*Exercise prompt*.
Go through each line of the records below and count those with the word "body". Give only the count.

*Material for this exercise*.
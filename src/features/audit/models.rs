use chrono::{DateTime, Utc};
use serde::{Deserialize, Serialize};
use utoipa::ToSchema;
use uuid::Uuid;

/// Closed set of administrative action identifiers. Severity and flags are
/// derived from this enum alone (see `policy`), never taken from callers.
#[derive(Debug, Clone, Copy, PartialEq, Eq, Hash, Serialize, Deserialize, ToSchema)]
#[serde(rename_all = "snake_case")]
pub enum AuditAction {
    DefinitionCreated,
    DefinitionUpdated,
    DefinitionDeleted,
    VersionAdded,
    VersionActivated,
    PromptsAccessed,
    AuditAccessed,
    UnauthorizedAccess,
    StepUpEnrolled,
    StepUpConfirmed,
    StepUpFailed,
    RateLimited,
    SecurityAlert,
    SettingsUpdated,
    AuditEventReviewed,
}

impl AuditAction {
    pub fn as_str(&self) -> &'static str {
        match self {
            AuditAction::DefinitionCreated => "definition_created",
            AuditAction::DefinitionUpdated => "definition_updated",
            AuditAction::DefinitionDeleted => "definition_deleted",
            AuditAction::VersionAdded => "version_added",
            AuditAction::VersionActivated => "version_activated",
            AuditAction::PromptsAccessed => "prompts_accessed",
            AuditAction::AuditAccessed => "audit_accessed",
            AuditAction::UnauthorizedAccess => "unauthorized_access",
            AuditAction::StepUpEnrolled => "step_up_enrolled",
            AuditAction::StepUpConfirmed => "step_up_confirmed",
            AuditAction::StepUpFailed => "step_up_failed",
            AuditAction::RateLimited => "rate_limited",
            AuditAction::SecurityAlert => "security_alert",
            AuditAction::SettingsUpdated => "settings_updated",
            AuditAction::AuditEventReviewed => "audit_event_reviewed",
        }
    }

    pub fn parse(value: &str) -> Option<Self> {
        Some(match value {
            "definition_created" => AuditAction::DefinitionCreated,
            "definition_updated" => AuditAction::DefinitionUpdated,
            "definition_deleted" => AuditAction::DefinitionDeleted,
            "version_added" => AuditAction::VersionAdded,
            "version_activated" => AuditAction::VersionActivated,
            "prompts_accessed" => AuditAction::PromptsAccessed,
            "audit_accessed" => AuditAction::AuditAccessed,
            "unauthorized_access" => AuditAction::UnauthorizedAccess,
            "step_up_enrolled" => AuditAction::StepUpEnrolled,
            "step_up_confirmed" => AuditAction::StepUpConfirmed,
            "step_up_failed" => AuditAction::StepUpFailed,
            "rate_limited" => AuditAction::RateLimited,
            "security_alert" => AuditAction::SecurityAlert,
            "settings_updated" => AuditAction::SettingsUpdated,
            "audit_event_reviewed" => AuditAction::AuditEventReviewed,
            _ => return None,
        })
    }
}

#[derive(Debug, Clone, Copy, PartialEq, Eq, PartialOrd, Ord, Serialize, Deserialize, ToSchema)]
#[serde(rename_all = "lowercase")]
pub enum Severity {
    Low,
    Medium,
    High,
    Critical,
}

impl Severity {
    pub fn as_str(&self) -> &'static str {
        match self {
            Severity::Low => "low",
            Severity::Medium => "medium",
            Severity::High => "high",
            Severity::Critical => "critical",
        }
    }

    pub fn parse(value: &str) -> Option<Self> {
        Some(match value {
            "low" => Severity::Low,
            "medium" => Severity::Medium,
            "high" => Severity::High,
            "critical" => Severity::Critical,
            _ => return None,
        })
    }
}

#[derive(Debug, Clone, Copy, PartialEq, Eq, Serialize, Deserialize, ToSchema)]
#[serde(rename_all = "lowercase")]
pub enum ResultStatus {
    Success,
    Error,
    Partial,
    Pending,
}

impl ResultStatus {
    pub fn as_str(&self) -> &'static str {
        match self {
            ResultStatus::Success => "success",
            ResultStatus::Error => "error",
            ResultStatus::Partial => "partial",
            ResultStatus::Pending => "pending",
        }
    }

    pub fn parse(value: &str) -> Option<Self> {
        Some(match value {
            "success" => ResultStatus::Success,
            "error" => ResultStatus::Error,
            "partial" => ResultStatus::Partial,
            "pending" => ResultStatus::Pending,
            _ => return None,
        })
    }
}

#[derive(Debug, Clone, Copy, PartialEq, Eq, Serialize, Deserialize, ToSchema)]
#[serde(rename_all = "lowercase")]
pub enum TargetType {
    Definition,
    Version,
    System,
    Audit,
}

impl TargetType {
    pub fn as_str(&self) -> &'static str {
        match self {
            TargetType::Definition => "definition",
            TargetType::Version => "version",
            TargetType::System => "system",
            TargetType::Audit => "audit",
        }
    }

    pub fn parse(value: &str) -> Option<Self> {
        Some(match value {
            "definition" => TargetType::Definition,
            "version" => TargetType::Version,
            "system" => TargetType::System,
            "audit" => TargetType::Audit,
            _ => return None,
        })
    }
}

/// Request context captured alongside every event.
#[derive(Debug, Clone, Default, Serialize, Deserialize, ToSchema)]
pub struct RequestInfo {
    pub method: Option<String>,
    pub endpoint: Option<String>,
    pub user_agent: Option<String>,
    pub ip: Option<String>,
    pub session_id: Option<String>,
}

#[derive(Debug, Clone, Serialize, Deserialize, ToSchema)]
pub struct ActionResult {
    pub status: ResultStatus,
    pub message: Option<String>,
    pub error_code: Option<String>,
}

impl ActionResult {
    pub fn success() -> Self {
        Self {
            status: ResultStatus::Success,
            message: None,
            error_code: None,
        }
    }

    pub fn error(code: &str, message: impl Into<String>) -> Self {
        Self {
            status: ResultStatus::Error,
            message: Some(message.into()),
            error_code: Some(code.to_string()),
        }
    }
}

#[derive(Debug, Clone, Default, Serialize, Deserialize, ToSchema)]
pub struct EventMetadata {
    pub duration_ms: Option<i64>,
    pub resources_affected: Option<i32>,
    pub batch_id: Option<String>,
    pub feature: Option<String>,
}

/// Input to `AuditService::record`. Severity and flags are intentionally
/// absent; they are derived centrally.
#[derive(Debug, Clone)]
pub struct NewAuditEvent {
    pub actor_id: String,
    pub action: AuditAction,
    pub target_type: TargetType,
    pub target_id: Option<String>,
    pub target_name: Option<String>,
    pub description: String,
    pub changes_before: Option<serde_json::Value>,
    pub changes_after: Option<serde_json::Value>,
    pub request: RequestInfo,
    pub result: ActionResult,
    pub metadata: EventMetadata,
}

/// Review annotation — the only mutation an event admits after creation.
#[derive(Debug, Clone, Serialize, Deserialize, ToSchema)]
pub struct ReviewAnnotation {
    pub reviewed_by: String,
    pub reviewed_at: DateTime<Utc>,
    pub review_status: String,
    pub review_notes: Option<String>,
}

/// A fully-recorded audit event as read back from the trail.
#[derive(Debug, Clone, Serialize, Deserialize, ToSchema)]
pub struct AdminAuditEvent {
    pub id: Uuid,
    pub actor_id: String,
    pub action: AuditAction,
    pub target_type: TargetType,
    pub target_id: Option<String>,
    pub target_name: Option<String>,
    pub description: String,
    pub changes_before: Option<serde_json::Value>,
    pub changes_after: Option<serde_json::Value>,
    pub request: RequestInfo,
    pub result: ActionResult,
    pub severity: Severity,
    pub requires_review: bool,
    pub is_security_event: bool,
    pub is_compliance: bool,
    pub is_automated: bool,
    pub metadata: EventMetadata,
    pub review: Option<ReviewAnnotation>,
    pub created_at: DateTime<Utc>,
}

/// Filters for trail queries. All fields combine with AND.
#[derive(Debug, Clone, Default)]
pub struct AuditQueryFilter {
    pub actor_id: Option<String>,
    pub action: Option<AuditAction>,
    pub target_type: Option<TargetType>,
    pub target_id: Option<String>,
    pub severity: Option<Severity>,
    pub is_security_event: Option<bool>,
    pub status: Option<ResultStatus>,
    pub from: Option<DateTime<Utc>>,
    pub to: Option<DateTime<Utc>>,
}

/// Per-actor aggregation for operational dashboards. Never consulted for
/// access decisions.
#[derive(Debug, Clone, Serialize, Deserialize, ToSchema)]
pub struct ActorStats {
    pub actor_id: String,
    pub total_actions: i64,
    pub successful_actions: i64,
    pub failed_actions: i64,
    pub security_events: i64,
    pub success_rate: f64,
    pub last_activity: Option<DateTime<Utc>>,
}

---

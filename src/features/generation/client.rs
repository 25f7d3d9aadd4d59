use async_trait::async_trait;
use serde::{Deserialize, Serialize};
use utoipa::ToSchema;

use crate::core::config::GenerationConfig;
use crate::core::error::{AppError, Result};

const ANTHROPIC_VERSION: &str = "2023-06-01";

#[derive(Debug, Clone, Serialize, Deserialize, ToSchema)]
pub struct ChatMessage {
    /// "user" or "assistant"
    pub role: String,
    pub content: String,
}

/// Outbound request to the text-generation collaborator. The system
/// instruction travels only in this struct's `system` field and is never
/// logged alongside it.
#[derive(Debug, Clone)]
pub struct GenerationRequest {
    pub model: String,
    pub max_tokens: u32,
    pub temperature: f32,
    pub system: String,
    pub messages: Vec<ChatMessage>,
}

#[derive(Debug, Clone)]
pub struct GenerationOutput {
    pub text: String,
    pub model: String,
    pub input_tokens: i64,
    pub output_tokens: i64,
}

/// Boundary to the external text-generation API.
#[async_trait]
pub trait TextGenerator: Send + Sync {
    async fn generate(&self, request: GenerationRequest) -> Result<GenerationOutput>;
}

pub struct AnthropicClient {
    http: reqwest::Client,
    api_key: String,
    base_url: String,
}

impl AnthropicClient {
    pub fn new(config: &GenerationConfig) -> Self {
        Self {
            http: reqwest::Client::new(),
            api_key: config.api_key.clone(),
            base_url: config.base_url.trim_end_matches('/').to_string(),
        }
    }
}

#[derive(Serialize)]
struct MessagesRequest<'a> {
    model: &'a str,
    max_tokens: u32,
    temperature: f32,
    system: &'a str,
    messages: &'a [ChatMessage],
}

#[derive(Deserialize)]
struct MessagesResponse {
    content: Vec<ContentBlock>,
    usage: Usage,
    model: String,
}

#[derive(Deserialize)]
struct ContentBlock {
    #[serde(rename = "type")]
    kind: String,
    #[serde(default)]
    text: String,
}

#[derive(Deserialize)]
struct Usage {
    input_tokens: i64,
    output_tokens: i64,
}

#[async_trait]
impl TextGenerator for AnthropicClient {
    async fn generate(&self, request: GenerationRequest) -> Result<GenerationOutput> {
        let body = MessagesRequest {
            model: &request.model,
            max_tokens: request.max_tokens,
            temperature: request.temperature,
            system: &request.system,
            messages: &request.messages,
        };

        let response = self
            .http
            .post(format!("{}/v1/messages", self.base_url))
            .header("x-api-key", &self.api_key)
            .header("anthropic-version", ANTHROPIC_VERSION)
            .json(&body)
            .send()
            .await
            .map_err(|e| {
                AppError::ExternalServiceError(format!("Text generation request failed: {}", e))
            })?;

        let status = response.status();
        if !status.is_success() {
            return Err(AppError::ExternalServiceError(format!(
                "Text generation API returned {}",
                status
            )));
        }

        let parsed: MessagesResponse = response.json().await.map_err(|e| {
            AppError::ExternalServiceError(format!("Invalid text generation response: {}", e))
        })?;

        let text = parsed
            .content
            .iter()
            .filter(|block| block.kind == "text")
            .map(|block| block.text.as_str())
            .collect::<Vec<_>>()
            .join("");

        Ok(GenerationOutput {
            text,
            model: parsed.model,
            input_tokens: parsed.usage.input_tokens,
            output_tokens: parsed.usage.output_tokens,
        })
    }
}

*Output of the task*.
2